## EXERCISE PROMPT
Only one span of the listing below should come back. It runs from the line with "IMPLIED, INCLUDING BUT" through the line with "AUTHORS OR COPYRIGHT", and each of its lines must be reproduced exactly.

## INPUT
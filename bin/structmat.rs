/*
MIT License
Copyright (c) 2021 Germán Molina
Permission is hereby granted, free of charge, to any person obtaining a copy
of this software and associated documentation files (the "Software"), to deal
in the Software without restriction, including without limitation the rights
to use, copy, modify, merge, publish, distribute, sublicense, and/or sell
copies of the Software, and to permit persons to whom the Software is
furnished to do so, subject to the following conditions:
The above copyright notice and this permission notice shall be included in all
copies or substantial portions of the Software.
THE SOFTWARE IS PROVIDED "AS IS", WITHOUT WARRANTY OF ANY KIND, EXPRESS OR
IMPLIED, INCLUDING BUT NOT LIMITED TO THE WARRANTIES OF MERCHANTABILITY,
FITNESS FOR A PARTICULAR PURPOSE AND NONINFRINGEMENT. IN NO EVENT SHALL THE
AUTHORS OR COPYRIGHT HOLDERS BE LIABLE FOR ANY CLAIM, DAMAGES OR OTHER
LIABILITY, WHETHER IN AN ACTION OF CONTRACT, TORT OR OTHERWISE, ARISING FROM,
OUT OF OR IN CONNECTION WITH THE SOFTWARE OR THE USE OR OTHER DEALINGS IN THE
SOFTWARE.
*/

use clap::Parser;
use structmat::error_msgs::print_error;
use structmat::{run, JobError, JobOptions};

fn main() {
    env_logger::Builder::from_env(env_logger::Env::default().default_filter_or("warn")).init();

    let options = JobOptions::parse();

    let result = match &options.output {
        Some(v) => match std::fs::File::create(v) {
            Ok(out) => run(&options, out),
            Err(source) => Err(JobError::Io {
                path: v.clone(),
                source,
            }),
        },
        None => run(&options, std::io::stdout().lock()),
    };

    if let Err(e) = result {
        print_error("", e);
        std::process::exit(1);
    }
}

## SOLVED PROBLEM
IMPLIED, INCLUDING BUT NOT LIMITED TO THE WARRANTIES OF MERCHANTABILITY,
FITNESS FOR A PARTICULAR PURPOSE AND NONINFRINGEMENT. IN NO EVENT SHALL THE
AUTHORS OR COPYRIGHT HOLDERS BE LIABLE FOR ANY CLAIM, DAMAGES OR OTHER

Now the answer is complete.